Today, while questions of political leadership are
dominating our national conversation, Frank Capra’s 1941 Meet
John Doe has an unexpected resonance. Though the details of this Robert
Riskin comedy-drama are eccentric and even bizarre, the story has some relevant
things to say about ethics in the world of mass media.
Meet John Doe starts
out with the takeover of a popular urban newspaper by a tycoon (Edward Arnold)
looking to score political points. His goal for his paper is the sort of slash-and-burn
journalism practiced today by Rupert Murdoch and sons. Journalistic standards
be damned: what had been The Bulletin is
now to become “The New Bulletin – A Streamlined Paper for a Streamlined
Era.”
On the chopping block are most of the newsroom’s staff,
including feisty Ann Mitchell (Barbara Stanwyck). Furious at being canned and
then expected to cough up a final column, she invents a heart-tugging letter
from one John Doe, a jobless man who plans to jump to his death from the City Hall
tower on Christmas Eve in a protest against society’s failings. Yes—fake news
at its finest.
The outcry from the public leads Ann and her editor to
search out a John Doe stand-in, someone who can be manipulated into keeping readers
interested. Many out-of-work men apply, claiming to have written the letter.

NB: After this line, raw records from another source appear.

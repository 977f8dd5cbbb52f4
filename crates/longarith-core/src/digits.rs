//! Digit-vector primitives.
//!
//! A digit vector stores one machine integer per digit in a fixed [`Base`],
//! least significant digit first. High-order zero digits are allowed and
//! ignored by every comparison.
//!
//! The functions here are unchecked building blocks: they assume every digit
//! is already in `[0, base)` and they silently drop carries that do not fit
//! the caller's buffer. Validation happens once, at the public entry points,
//! through [`check_operand`].

use std::cmp::Ordering;

use crate::base::Base;
use crate::carry::{add_with_carry, sub_with_borrow};
use crate::error::ArithError;

/// Index of the highest non-zero digit plus one; 0 for a zero value.
#[must_use]
pub fn significant_len(digits: &[i32]) -> usize {
    digits.iter().rposition(|&d| d != 0).map_or(0, |i| i + 1)
}

/// `digits` without its high-order zeros, keeping at least one digit.
#[must_use]
pub fn canonical(digits: &[i32]) -> &[i32] {
    let len = significant_len(digits).max(1).min(digits.len());
    &digits[..len]
}

/// Compare two digit vectors of possibly different lengths.
#[must_use]
pub fn compare(a: &[i32], b: &[i32]) -> Ordering {
    let common = a.len().min(b.len());
    if a[common..].iter().any(|&d| d != 0) {
        return Ordering::Greater;
    }
    if b[common..].iter().any(|&d| d != 0) {
        return Ordering::Less;
    }
    a[..common].iter().rev().cmp(b[..common].iter().rev())
}

/// Returns `(a > b, a == b)`.
#[must_use]
pub fn greater_than(a: &[i32], b: &[i32]) -> (bool, bool) {
    match compare(a, b) {
        Ordering::Greater => (true, false),
        Ordering::Equal => (false, true),
        Ordering::Less => (false, false),
    }
}

/// Numeric equality, ignoring high-order zeros.
#[must_use]
pub fn equals(a: &[i32], b: &[i32]) -> bool {
    compare(a, b) == Ordering::Equal
}

/// Whether the value is even.
///
/// Inspects only the lowest digit when the base is even; otherwise every
/// power of the base is odd and the parity is that of the digit sum.
pub fn is_even(base: Base, digits: &[i32]) -> Result<bool, ArithError> {
    let lowest = *digits.first().ok_or(ArithError::EmptyOperand)?;
    if base.get() % 2 == 0 {
        return Ok(lowest % 2 == 0);
    }
    let parity = digits.iter().fold(0, |acc, &d| (acc + d % 2) % 2);
    Ok(parity == 0)
}

/// Whether the value is divisible by five.
///
/// Inspects only the lowest digit when the base is a multiple of five.
/// Otherwise `base^i mod 5` cycles with period 1, 2 or 4 and each digit is
/// weighted by its position in the cycle.
pub fn is_divisible_by_five(base: Base, digits: &[i32]) -> Result<bool, ArithError> {
    let lowest = *digits.first().ok_or(ArithError::EmptyOperand)?;
    let period: &[i64] = match base.get() % 5 {
        0 => return Ok(lowest % 5 == 0),
        1 => &[1],
        2 => &[1, 2, 4, 3],
        3 => &[1, 3, 4, 2],
        _ => &[1, 4],
    };
    let residue = digits
        .iter()
        .zip(period.iter().cycle())
        .fold(0i64, |acc, (&d, &w)| (acc + i64::from(d) * w) % 5);
    Ok(residue == 0)
}

/// Positional sum of any number of operands into `result`.
///
/// `result` should hold [`crate::constants::sum_len`] digits; carry past the
/// end of the buffer is dropped.
#[allow(clippy::cast_possible_truncation)]
pub fn sum(base: Base, result: &mut [i32], operands: &[&[i32]]) {
    let b = base.wide();
    let mut carry = 0i64;
    for (i, slot) in result.iter_mut().enumerate() {
        let column: i64 = operands
            .iter()
            .filter_map(|op| op.get(i))
            .map(|&d| i64::from(d))
            .sum();
        let t = column + carry;
        *slot = (t % b) as i32;
        carry = t / b;
    }
}

/// `result = a * base^shift_a + b * base^shift_b`.
///
/// Carry past the end of the buffer is dropped.
pub fn sum_shifted(
    base: Base,
    result: &mut [i32],
    a: &[i32],
    shift_a: usize,
    b: &[i32],
    shift_b: usize,
) {
    let shifted = |digits: &[i32], shift: usize, i: usize| {
        i.checked_sub(shift)
            .and_then(|j| digits.get(j))
            .copied()
            .unwrap_or(0)
    };
    let mut carry = 0;
    for (i, slot) in result.iter_mut().enumerate() {
        let (digit, c) = add_with_carry(
            base,
            shifted(a, shift_a, i),
            shifted(b, shift_b, i),
            carry,
        );
        *slot = digit;
        carry = c;
    }
}

/// `acc += x`, returning the carry out of the top of `acc`.
///
/// Digits of `x` beyond `acc.len()` are ignored.
pub fn add_in_place(base: Base, acc: &mut [i32], x: &[i32]) -> i32 {
    let mut carry = 0;
    for (i, slot) in acc.iter_mut().enumerate() {
        let digit = x.get(i).copied().unwrap_or(0);
        if digit == 0 && carry == 0 && i >= x.len() {
            break;
        }
        let (d, c) = add_with_carry(base, *slot, digit, carry);
        *slot = d;
        carry = c;
    }
    carry
}

/// `result = one - two`, returning whether the subtraction borrowed.
///
/// When `two > one` the subtraction still completes: `result` then holds
/// `base^result.len() - (two - one)` and `true` is returned. Callers must
/// check the flag; the digits alone do not reveal the wraparound.
pub fn subtract(base: Base, result: &mut [i32], one: &[i32], two: &[i32]) -> bool {
    let mut borrow = 0;
    for (i, slot) in result.iter_mut().enumerate() {
        let a = one.get(i).copied().unwrap_or(0);
        let b = two.get(i).copied().unwrap_or(0);
        let (d, br) = sub_with_borrow(base, a, b, borrow);
        *slot = d;
        borrow = br;
    }
    borrow != 0
}

/// `acc -= x` with the same wraparound contract as [`subtract`].
///
/// Digits of `x` beyond `acc.len()` are ignored.
pub fn subtract_in_place(base: Base, acc: &mut [i32], x: &[i32]) -> bool {
    let mut borrow = 0;
    for (i, slot) in acc.iter_mut().enumerate() {
        let digit = x.get(i).copied().unwrap_or(0);
        if digit == 0 && borrow == 0 && i >= x.len() {
            break;
        }
        let (d, br) = sub_with_borrow(base, *slot, digit, borrow);
        *slot = d;
        borrow = br;
    }
    borrow != 0
}

/// Check an operand at a public entry point: non-empty, digits in range.
pub fn check_operand(base: Base, digits: &[i32]) -> Result<(), ArithError> {
    if digits.is_empty() {
        return Err(ArithError::EmptyOperand);
    }
    validate_digits(base, digits)
}

/// Check that every digit lies in `[0, base)`.
pub fn validate_digits(base: Base, digits: &[i32]) -> Result<(), ArithError> {
    match digits
        .iter()
        .enumerate()
        .find(|&(_, &d)| d < 0 || d >= base.get())
    {
        Some((index, &digit)) => Err(ArithError::InvalidDigit {
            index,
            digit: i64::from(digit),
            base: base.get(),
        }),
        None => Ok(()),
    }
}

But the nod goes to Gary Cooper’s John Willoughby, a former baseball player
with a wounded wing, He admits the
letter is not his, though he badly needs a job. Ultimately his brawny good
looks and his aw-shucks manner make him an appealing John Doe substitute. This
is yet another of Cooper’s great man-of-the-people performances, perhaps his finest.
(He was to win a Best Actor Oscar for another 1941 common-man role, that of the
heroic Sergeant York.)
Now that a fake John Doe is on the team, Ann feeds him
talking-points about how people need to be more neighborly to one another. Too
honest a guy to accept the subterfuge for long, he goes on the lam with
harmonica-playing buddy Walter Brennan, intending to leave John Doe far behind.
A stop at a rural diner, though, persuades him that his John Doe persona is
needed by the American public. In fact, everyday folks all over the US of A are
spontaneously founding John Doe Clubs as a way of increasing neighborliness in
local communities. Despite it all, he’s a hero.
This is when, of course, the nefarious newspaper publisher
comes in. Determined to take advantage of John Doe’s hold on the heart of the
common man, he launches a huge rally at which Cooper’s character is expected to
endorse him and his brand-new political party. His ultimate goal: the White
House. But his hope of populism-run-amok is foiled when Willoughby again
refuses to be a party to the deception. The publisher retaliates by spreading
the word that John Doe is a fake. Which leads to a thoroughly-humiliated Cooper
deciding to jump off the tower for real. As his suicide becomes imminent,
various forces align to save his life. Care to guess if there’s a happy ending?
Frank Capra has always been revered for his warm depictions
of American life. In this mid-career work (one of two films he directed for
Warner Bros. after leaving his home at Columbia Pictures), he showed his skill
with actors, including those in supporting roles. It’s strange, though, to see
a Hollywood film so obsessed with the notion of suicide. And Capra’s iconic
faith in common folk at times seems misplaced. Still, in this day and age,
seeing people stand up to bullies is a major treat.